Ismea e Rete Rurale Nazionale hanno realizzato un approfondimento sullo stato dell'agricoltura biologica in Italia e sulla redditività delle aziende agricole coinvolte. Alla luce dell'analisi condotta su un campione di 42.136 aziende del territorio italiano, impegnate nel periodo di analisi 2016-2019, di queste 7.730 erano a conduzione biologica, pari al 18,3% delle aziende totali, con 34.406 realtà imprenditoriali a produzione convenzionale. Si evince come l'azienda agricola biologica in Italia abbia una dimensione media maggiore rispetto a quella impegnata in agricoltura convenzionale e integrata. 40,7 ettari è infatti la dimensione media delle aziende bio in Italia, contro i 32,5 ettari medi di un'azienda tradizionale.

Analizzando la redditività netta per azienda, si registra che in valore assoluto le aziende biologiche hanno una redditività maggiore rispetto a quelle convenzionali, ma è necessario sottolineare come questo dato sia influenzato dalle dimensioni dell'azienda stessa.
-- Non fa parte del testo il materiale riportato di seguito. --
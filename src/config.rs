// config.rs: Tunable constants for the reconstruction pipeline
//
// Defaults match the recording setup (100 Hz IMU stream) and the reach of the
// target arm. Every field can be overridden from a JSON file; missing keys keep
// their default.

use serde::{Deserialize, Serialize};

use crate::error::{ReconstructError, Result};
use crate::types::{AXIS_COUNT, AXIS_NAMES};

// ─── Drift filter ────────────────────────────────────────────────────────────

#[derive(Clone, Debug, PartialEq, Serialize, Deserialize)]
#[serde(default)]
pub struct HighPassConfig {
    pub cutoff_hz: f64,
    pub order: usize,
}

impl Default for HighPassConfig {
    fn default() -> Self {
        Self {
            cutoff_hz: 0.1,
            order: 2,
        }
    }
}

// ─── Axis smoother ───────────────────────────────────────────────────────────

#[derive(Clone, Debug, PartialEq, Serialize, Deserialize)]
#[serde(default)]
pub struct KalmanConfig {
    pub process_noise: f64,
    pub measurement_noise: f64,
    pub initial_covariance: f64,
}

impl Default for KalmanConfig {
    fn default() -> Self {
        Self {
            process_noise: 0.1,
            measurement_noise: 0.1,
            initial_covariance: 1000.0,
        }
    }
}

// ─── Workspace ───────────────────────────────────────────────────────────────

/// Closed interval for one axis, in meters.
#[derive(Clone, Copy, Debug, PartialEq, Serialize, Deserialize)]
pub struct AxisRange {
    pub min: f64,
    pub max: f64,
}

impl AxisRange {
    pub const fn new(min: f64, max: f64) -> Self {
        Self { min, max }
    }

    pub fn span(&self) -> f64 {
        self.max - self.min
    }

    pub fn midpoint(&self) -> f64 {
        (self.max + self.min) / 2.0
    }

    pub fn contains(&self, v: f64) -> bool {
        v >= self.min && v <= self.max
    }
}

/// Reachable envelope of the arm.
///
/// `center` is where the trajectory mean is placed; `None` means the midpoint
/// of each interval.
#[derive(Clone, Debug, PartialEq, Serialize, Deserialize)]
#[serde(default)]
pub struct WorkspaceBounds {
    pub x: AxisRange,
    pub y: AxisRange,
    pub z: AxisRange,
    pub center: Option<[f64; AXIS_COUNT]>,
}

impl Default for WorkspaceBounds {
    fn default() -> Self {
        Self {
            x: AxisRange::new(0.15, 0.35), // depth
            y: AxisRange::new(-0.2, 0.2),  // width
            z: AxisRange::new(0.0, 0.35),  // height
            center: None,
        }
    }
}

impl WorkspaceBounds {
    pub fn ranges(&self) -> [AxisRange; AXIS_COUNT] {
        [self.x, self.y, self.z]
    }

    pub fn centers(&self) -> [f64; AXIS_COUNT] {
        self.center
            .unwrap_or_else(|| [self.x.midpoint(), self.y.midpoint(), self.z.midpoint()])
    }

    pub fn contains(&self, position: &[f64; AXIS_COUNT]) -> bool {
        self.ranges()
            .iter()
            .zip(position.iter())
            .all(|(range, v)| range.contains(*v))
    }
}

/// Largest `round_decimals` still representable as an f64 scale factor.
pub const MAX_ROUND_DECIMALS: u32 = 15;

// ─── Pipeline ────────────────────────────────────────────────────────────────

#[derive(Clone, Debug, PartialEq, Serialize, Deserialize)]
#[serde(default)]
pub struct ReconstructionConfig {
    /// Seconds between consecutive samples.
    pub dt: f64,
    /// Output poses per second; sets the down-sampling stride.
    pub sampling_rate: f64,
    pub high_pass: HighPassConfig,
    pub kalman: KalmanConfig,
    pub workspace: WorkspaceBounds,
    /// Decimal places kept in emitted coordinates.
    pub round_decimals: u32,
}

impl Default for ReconstructionConfig {
    fn default() -> Self {
        Self {
            dt: 0.01,
            sampling_rate: 1.0,
            high_pass: HighPassConfig::default(),
            kalman: KalmanConfig::default(),
            workspace: WorkspaceBounds::default(),
            round_decimals: 6,
        }
    }
}

impl ReconstructionConfig {
    pub fn nyquist_hz(&self) -> f64 {
        1.0 / (2.0 * self.dt)
    }

    /// Raw samples skipped between two retained ones, at least 1.
    pub fn step(&self) -> usize {
        let step = (1.0 / (self.sampling_rate * self.dt)).round();
        if step.is_finite() && step >= 1.0 {
            step as usize
        } else {
            1
        }
    }

    pub fn validate(&self) -> Result<()> {
        let invalid = |msg: String| Err(ReconstructError::InvalidConfig(msg));

        if !(self.dt.is_finite() && self.dt > 0.0) {
            return invalid(format!("dt must be positive, got {}", self.dt));
        }
        if !(self.sampling_rate.is_finite() && self.sampling_rate > 0.0) {
            return invalid(format!(
                "sampling_rate must be positive, got {}",
                self.sampling_rate
            ));
        }
        if self.high_pass.order == 0 {
            return invalid("high-pass order must be at least 1".into());
        }
        let nyquist = self.nyquist_hz();
        if !(self.high_pass.cutoff_hz > 0.0 && self.high_pass.cutoff_hz < nyquist) {
            return invalid(format!(
                "high-pass cutoff {} Hz must lie in (0, {}) Hz",
                self.high_pass.cutoff_hz, nyquist
            ));
        }
        let k = &self.kalman;
        if k.process_noise < 0.0 || k.measurement_noise < 0.0 || k.initial_covariance < 0.0 {
            return invalid("Kalman noise terms and covariance must be non-negative".into());
        }
        if k.process_noise + k.measurement_noise <= 0.0 {
            return invalid("Kalman process and measurement noise cannot both be zero".into());
        }
        for (name, range) in AXIS_NAMES.iter().zip(self.workspace.ranges()) {
            if !(range.min.is_finite() && range.max.is_finite()) || range.min > range.max {
                return invalid(format!(
                    "workspace {} range [{}, {}] is not a valid interval",
                    name, range.min, range.max
                ));
            }
        }
        if let Some(center) = self.workspace.center {
            if center.iter().any(|c| !c.is_finite()) {
                return invalid(format!("workspace center {:?} must be finite", center));
            }
        }
        if self.round_decimals > MAX_ROUND_DECIMALS {
            return invalid(format!(
                "round_decimals {} exceeds {}",
                self.round_decimals, MAX_ROUND_DECIMALS
            ));
        }
        Ok(())
    }
}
Tornando ai termini assoluti, la redditività netta media sul bio si attesa sui 57.139 euro rispetto alla media convenzionale con 54.802 euro. Focalizzando l'attenzione sulla redditività netta media per ettaro, a livello italiano, l'agricoltura convenzionale registra un valore più alto (1688 euro/ettaro) rispetto al biologico (1404 euro/ettaro), con una differenza media per ettaro pari a 283 euro. Dal punto di vista colturale, le differenze però sono evidenti.

La bilancia pende a favore del convenzionale su colture permanenti, granivori ed erbivori, mentre è sostanzialmente in equilibrio con i seminativi. Nel settore dell'ortofloricoltura il biologico ha un reddito netto più elevato, con una differenza del 37% in più rispetto all'agricoltura convenzionale. Interessante poi l'analisi sul sostegno finanziario della Pac. Infatti, a livello di pagamenti diretti medi per azienda, il biologico percepisce 14.406 euro a fronte di 13.187 euro dell'azienda agricola convenzionale.

Per ettaro il sostegno è di 340,90 euro/ettaro rispetto ai 363,40 euro/ettaro del convenzionale. L'incidenza dei pagamenti del primo pilastro nelle aziende convenzionali è del 22,9%, mentre per le imprese agricole biologiche è del 25%. A questo si aggiunge poi la misura 11, che prevede un pagamento specifico per i terreni condotti in regime di produzione biologica. Sulle 7.730 aziende biologiche campionate, le beneficiarie della misura 11 sono state 4.710. A livello complessivo, il peso del sostegno pubblico con la misura 11 arriva fino al 17,5% del reddito.